Stored items:
##########

//! The task that owns a consumer's lifecycle and dispatch loop.
//!
//! One actor per consumer, spawned at build time. It is the only writer of
//! the lifecycle phase and the only caller of ack/nack, which is what makes
//! the once-per-message settlement guarantee hold without locks around the
//! wire.

use std::collections::VecDeque;
use std::sync::Arc;

use std::future::Future;
use std::pin::Pin;

use futures_util::stream::{FuturesUnordered, StreamExt};
use tokio::sync::watch;

use crate::consumer::error::ConsumerError;
use crate::consumer::events::ConsumerEvent;
use crate::consumer::handler::{Handler, Incoming};
use crate::consumer::outcome::{decide, ConsumerStatus};
use crate::consumer::props::ConsumerProps;
use crate::consumer::reply::Replier;
use crate::consumer::setup::{self, SessionStart};
use crate::consumer::{Phase, Shared};
use crate::message::Message;
use crate::transport::{ChannelError, ChannelEvent, ChannelSource, DynChannel};

/// A handler invocation that has run to completion (or panicked), tagged
/// with the channel session it was dispatched under.
struct Settled {
    epoch: u64,
    delivery_tag: u64,
    outcome: Result<Option<ConsumerStatus>, anyhow::Error>,
}

enum SetupEnd {
    Ready(SessionStart),
    Close,
    /// The connection is gone for good; no further sessions are possible.
    Fatal,
}

enum SessionEnd {
    /// The channel died or the broker cancelled us; replay setup on a fresh
    /// channel.
    Reset,
    Close,
}

enum RetryEnd {
    Elapsed,
    Close,
}

pub(super) struct Actor {
    props: ConsumerProps,
    handler: Arc<dyn Handler>,
    source: Arc<dyn ChannelSource>,
    shared: Arc<Shared>,
    close_rx: watch::Receiver<bool>,
    /// Deliveries waiting for a free handler slot.
    buffer: VecDeque<Message>,
    in_flight: FuturesUnordered<Pin<Box<dyn Future<Output = Settled> + Send + Sync + 'static>>>,
    /// Bumped on every channel rollover; settlements carrying an older epoch
    /// belong to a dead channel and never reach the wire.
    epoch: u64,
}

impl Actor {
    pub(super) fn new(
        props: ConsumerProps,
        handler: Arc<dyn Handler>,
        source: Arc<dyn ChannelSource>,
        shared: Arc<Shared>,
        close_rx: watch::Receiver<bool>,
    ) -> Self {
        Self {
            props,
            handler,
            source,
            shared,
            close_rx,
            buffer: VecDeque::new(),
            in_flight: FuturesUnordered::new(),
            epoch: 0,
        }
    }

    #[tracing::instrument(skip_all, fields(queue = %self.props.queue))]
    pub(super) async fn run(mut self) {
        loop {
            match self.setting_up().await {
                SetupEnd::Ready(session) => {
                    self.shared.set_phase(Phase::Ready);
                    self.shared.events.publish(ConsumerEvent::Ready);
                    match self.ready(session).await {
                        SessionEnd::Reset => self.rollover(),
                        SessionEnd::Close => break,
                    }
                }
                SetupEnd::Close | SetupEnd::Fatal => break,
            }
        }
        self.closing().await;
    }

    /// Acquire a channel and replay the setup plan, retrying until it
    /// succeeds, the consumer is closed, or the connection shuts down.
    async fn setting_up(&mut self) -> SetupEnd {
        self.shared.set_phase(Phase::SettingUp);
        loop {
            let attempt = tokio::select! {
                biased;
                _ = close_requested(&mut self.close_rx) => None,
                result = attempt_session(self.source.as_ref(), &self.props) => Some(result),
            };
            match attempt {
                None => return SetupEnd::Close,
                Some(Ok((channel, session))) => {
                    self.shared.set_identity(&session.queue, &session.consumer_tag);
                    self.shared
                        .stats
                        .set_initial_message_count(session.message_count);
                    self.shared.install_channel(channel);
                    return SetupEnd::Ready(session);
                }
                Some(Err(error @ ChannelError::ConnectionClosed)) => {
                    let error = Arc::new(error);
                    self.shared
                        .set_fatal(ConsumerError::ConnectionShutdown(error.clone()));
                    self.shared
                        .events
                        .publish(ConsumerEvent::Error(ConsumerError::ConnectionShutdown(
                            error,
                        )));
                    return SetupEnd::Fatal;
                }
                Some(Err(error)) => {
                    tracing::warn!(error = %error, "channel session setup failed, retrying");
                    self.shared
                        .events
                        .publish(ConsumerEvent::Error(ConsumerError::Setup(Arc::new(error))));
                    if let RetryEnd::Close = self.wait_retry().await {
                        return SetupEnd::Close;
                    }
                }
            }
        }
    }

    /// Sleep out the retry delay without stalling already-running handlers.
    async fn wait_retry(&mut self) -> RetryEnd {
        // In no-ack mode the buffer may hold deliveries the broker has
        // already forgotten; keep them moving while the channel is down.
        self.pump();
        let delay = tokio::time::sleep(self.source.retry_delay());
        tokio::pin!(delay);
        loop {
            tokio::select! {
                biased;
                _ = close_requested(&mut self.close_rx) => return RetryEnd::Close,
                _ = &mut delay => return RetryEnd::Elapsed,
                Some(settled) = self.in_flight.next(), if !self.in_flight.is_empty() => {
                    self.settle(settled).await;
                    self.pump();
                }
            }
        }
    }

    /// The steady state: pull channel events, dispatch buffered deliveries,
    /// settle finished handlers.
    async fn ready(&mut self, mut session: SessionStart) -> SessionEnd {
        loop {
            self.pump();
            let event = tokio::select! {
                biased;
                _ = close_requested(&mut self.close_rx) => return SessionEnd::Close,
                Some(settled) = self.in_flight.next(), if !self.in_flight.is_empty() => {
                    self.settle(settled).await;
                    continue;
                }
                event = session.events.recv() => event,
            };
            match event {
                Some(ChannelEvent::Delivery(message)) => {
                    self.shared.stats.prefetched_inc();
                    self.buffer.push_back(message);
                }
                Some(ChannelEvent::Cancelled) => {
                    tracing::warn!("the broker cancelled the consumer, resubscribing");
                    self.shared
                        .events
                        .publish(ConsumerEvent::Error(ConsumerError::Cancelled));
                    return SessionEnd::Reset;
                }
                Some(ChannelEvent::Closed(error)) => {
                    tracing::warn!(error = %error, "channel lost, resubscribing");
                    self.shared
                        .events
                        .publish(ConsumerEvent::Error(ConsumerError::ChannelLost(Arc::new(
                            error,
                        ))));
                    return SessionEnd::Reset;
                }
                None => {
                    self.shared
                        .events
                        .publish(ConsumerEvent::Error(ConsumerError::ChannelLost(Arc::new(
                            ChannelError::ChannelClosed,
                        ))));
                    return SessionEnd::Reset;
                }
            }
        }
    }

    /// Invalidate the dead channel session before setting up the next one.
    ///
    /// In acknowledged mode buffered deliveries die with their channel: the
    /// broker owns them again and will redeliver. In no-ack mode the broker
    /// has already forgotten them, so the buffer is the only copy and is
    /// kept.
    fn rollover(&mut self) {
        self.epoch += 1;
        self.shared.clear_channel();
        if !self.props.no_ack {
            let orphaned = self.buffer.len();
            self.buffer.clear();
            self.shared.stats.reset_prefetched(0);
            if orphaned > 0 {
                tracing::debug!(orphaned, "discarded buffered deliveries from the dead channel");
            }
        }
    }

    /// Apply the decision for one settled handler invocation.
    ///
    /// Evaluated exactly once per delivered message. Decisions from a
    /// previous channel session are discarded: their delivery tags mean
    /// nothing on the current channel and the broker redelivers the
    /// messages anyway.
    async fn settle(&self, settled: Settled) {
        let status = decide(&settled.outcome, self.props.requeue_on_error);
        if let Err(error) = settled.outcome {
            tracing::warn!(
                error = %error,
                delivery_tag = settled.delivery_tag,
                "message handler failed"
            );
            self.shared
                .events
                .publish(ConsumerEvent::Error(ConsumerError::Handler(Arc::new(error))));
        }
        if !self.props.no_ack {
            if settled.epoch != self.epoch {
                tracing::debug!(
                    delivery_tag = settled.delivery_tag,
                    "discarding decision for a delivery from a previous channel session"
                );
                return;
            }
            let Some(channel) = self.shared.current_channel() else {
                return;
            };
            let result = match status {
                ConsumerStatus::Ack => channel.basic_ack(settled.delivery_tag).await,
                ConsumerStatus::Requeue => channel.basic_nack(settled.delivery_tag, true).await,
                ConsumerStatus::Drop => channel.basic_nack(settled.delivery_tag, false).await,
            };
            if let Err(error) = result {
                tracing::warn!(
                    error = %error,
                    delivery_tag = settled.delivery_tag,
                    "failed to settle message on the wire"
                );
                return;
            }
        }
        self.shared.stats.record(status);
    }

    /// Move buffered deliveries into handler slots until the concurrency
    /// budget is exhausted or the buffer runs dry.
    fn pump(&mut self) {
        while self.in_flight.len() < self.shared.budget() {
            let Some(message) = self.buffer.pop_front() else {
                break;
            };
            self.shared.stats.prefetched_dec();
            self.dispatch(message);
        }
    }

    /// Run the handler on its own task so a panic poisons neither the
    /// dispatch loop nor sibling invocations.
    fn dispatch(&mut self, message: Message) {
        let epoch = self.epoch;
        let delivery_tag = message.delivery_tag;
        let incoming = Incoming {
            replier: Replier::for_message(self.shared.clone(), &message),
            queue_name: self.shared.queue(),
            message,
        };
        let handler = self.handler.clone();
        let task = tokio::spawn(async move { handler.handle(incoming).await });
        self.in_flight.push(Box::pin(async move {
            let outcome = match task.await {
                Ok(outcome) => outcome,
                Err(join_error) => Err(anyhow::anyhow!("message handler panicked: {join_error}")),
            };
            Settled {
                epoch,
                delivery_tag,
                outcome,
            }
        }));
    }

    /// Drain in-flight handlers, settle them, then tear the channel down.
    ///
    /// No new deliveries are accepted, but in no-ack mode the buffer keeps
    /// draining through handlers: those messages exist nowhere else.
    async fn closing(&mut self) {
        self.shared.set_phase(Phase::Closing);
        loop {
            if self.props.no_ack {
                self.pump();
            }
            match self.in_flight.next().await {
                Some(settled) => self.settle(settled).await,
                None => {
                    if self.props.no_ack && !self.buffer.is_empty() {
                        continue;
                    }
                    break;
                }
            }
        }
        if let Some(channel) = self.shared.take_channel() {
            let consumer_tag = self.shared.consumer_tag();
            if !consumer_tag.is_empty() {
                if let Err(error) = channel.basic_cancel(&consumer_tag).await {
                    tracing::warn!(error = %error, "failed to cancel the subscription during close");
                }
            }
            if let Err(error) = channel.close().await {
                tracing::warn!(error = %error, "failed to close the channel");
            }
        }
        tracing::debug!("consumer closed");
        self.shared.set_phase(Phase::Closed);
    }
}

async fn attempt_session(
    source: &dyn ChannelSource,
    props: &ConsumerProps,
) -> Result<(DynChannel, SessionStart), ChannelError> {
    let channel = source.acquire().await?;
    let session = setup::replay(channel.as_ref(), props).await?;
    Ok((channel, session))
}

/// Resolves when the consumer handle requests a close, or is dropped.
async fn close_requested(close_rx: &mut watch::Receiver<bool>) {
    let _ = close_rx.wait_for(|&requested| requested).await;
}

##########

ASSIGNED TASK: Set down, unchanged, only those lines above that fall between the line with "let Some(message) = self.buffer.pop_front()" and the line with "if self.props.no_ack &&", the two end lines included.

ANSWER TO THIS TASK:
            let Some(message) = self.buffer.pop_front() else {
                break;
            };
            self.shared.stats.prefetched_dec();
            self.dispatch(message);
        }
    }

    /// Run the handler on its own task so a panic poisons neither the
    /// dispatch loop nor sibling invocations.
    fn dispatch(&mut self, message: Message) {
        let epoch = self.epoch;
        let delivery_tag = message.delivery_tag;
        let incoming = Incoming {
            replier: Replier::for_message(self.shared.clone(), &message),
            queue_name: self.shared.queue(),
            message,
        };
        let handler = self.handler.clone();
        let task = tokio::spawn(async move { handler.handle(incoming).await });
        self.in_flight.push(Box::pin(async move {
            let outcome = match task.await {
                Ok(outcome) => outcome,
                Err(join_error) => Err(anyhow::anyhow!("message handler panicked: {join_error}")),
            };
            Settled {
                epoch,
                delivery_tag,
                outcome,
            }
        }));
    }

    /// Drain in-flight handlers, settle them, then tear the channel down.
    ///
    /// No new deliveries are accepted, but in no-ack mode the buffer keeps
    /// draining through handlers: those messages exist nowhere else.
    async fn closing(&mut self) {
        self.shared.set_phase(Phase::Closing);
        loop {
            if self.props.no_ack {
                self.pump();
            }
            match self.in_flight.next().await {
                Some(settled) => self.settle(settled).await,
                None => {
                    if self.props.no_ack && !self.buffer.is_empty() {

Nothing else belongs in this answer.